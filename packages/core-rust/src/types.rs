use std::collections::BTreeMap;

use serde::{Deserialize, Serialize};

/// Generic runtime value for record fields, token claims and request parameters.
///
/// Supports all JSON-compatible types. Serializes untagged so a record's
/// field map renders as a plain JSON object on the wire.
#[derive(Debug, Clone, Default, PartialEq, Serialize, Deserialize)]
#[serde(untagged)]
pub enum Value {
    /// JSON null.
    #[default]
    Null,
    /// JSON boolean.
    Bool(bool),
    /// JSON integer (signed 64-bit).
    Int(i64),
    /// JSON floating-point (64-bit IEEE 754).
    Float(f64),
    /// JSON string (UTF-8).
    String(String),
    /// JSON array (ordered sequence of values).
    Array(Vec<Value>),
    /// JSON object. `BTreeMap` keeps serialization order deterministic.
    Map(BTreeMap<String, Value>),
}

impl Value {
    #[must_use]
    pub fn is_null(&self) -> bool {
        matches!(self, Self::Null)
    }

    /// Returns `true` for `null`, `""` and `[]`, the forms an unset field takes.
    #[must_use]
    pub fn is_blank(&self) -> bool {
        match self {
            Self::Null => true,
            Self::String(s) => s.is_empty(),
            Self::Array(items) => items.is_empty(),
            _ => false,
        }
    }

    #[must_use]
    pub fn as_str(&self) -> Option<&str> {
        match self {
            Self::String(s) => Some(s),
            _ => None,
        }
    }

    #[must_use]
    pub fn as_bool(&self) -> Option<bool> {
        match self {
            Self::Bool(b) => Some(*b),
            _ => None,
        }
    }

    /// Looks up a key when the value is a map.
    #[must_use]
    pub fn get(&self, key: &str) -> Option<&Value> {
        match self {
            Self::Map(map) => map.get(key),
            _ => None,
        }
    }

    /// Name of the JSON type, used in validation messages.
    #[must_use]
    pub fn type_name(&self) -> &'static str {
        match self {
            Self::Null => "null",
            Self::Bool(_) => "bool",
            Self::Int(_) | Self::Float(_) => "number",
            Self::String(_) => "string",
            Self::Array(_) => "array",
            Self::Map(_) => "object",
        }
    }
}

impl From<&str> for Value {
    fn from(s: &str) -> Self {
        Self::String(s.to_string())
    }
}

impl From<String> for Value {
    fn from(s: String) -> Self {
        Self::String(s)
    }
}

impl From<bool> for Value {
    fn from(b: bool) -> Self {
        Self::Bool(b)
    }
}

impl From<i64> for Value {
    fn from(n: i64) -> Self {
        Self::Int(n)
    }
}

impl From<f64> for Value {
    fn from(n: f64) -> Self {
        Self::Float(n)
    }
}

impl<T: Into<Value>> From<Vec<T>> for Value {
    fn from(items: Vec<T>) -> Self {
        Self::Array(items.into_iter().map(Into::into).collect())
    }
}

impl From<serde_json::Value> for Value {
    fn from(json: serde_json::Value) -> Self {
        match json {
            serde_json::Value::Null => Self::Null,
            serde_json::Value::Bool(b) => Self::Bool(b),
            serde_json::Value::Number(n) => match n.as_i64() {
                Some(i) => Self::Int(i),
                None => Self::Float(n.as_f64().unwrap_or(f64::NAN)),
            },
            serde_json::Value::String(s) => Self::String(s),
            serde_json::Value::Array(items) => {
                Self::Array(items.into_iter().map(Self::from).collect())
            }
            serde_json::Value::Object(map) => Self::Map(
                map.into_iter()
                    .map(|(k, v)| (k, Self::from(v)))
                    .collect(),
            ),
        }
    }
}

PROBLEM REQUIREMENTS: Only lines holding the word "record" are wanted here; copy each from the listing.

ANSWER SECTION:
/// Generic runtime value for record fields, token claims and request parameters.
/// Supports all JSON-compatible types. Serializes untagged so a record's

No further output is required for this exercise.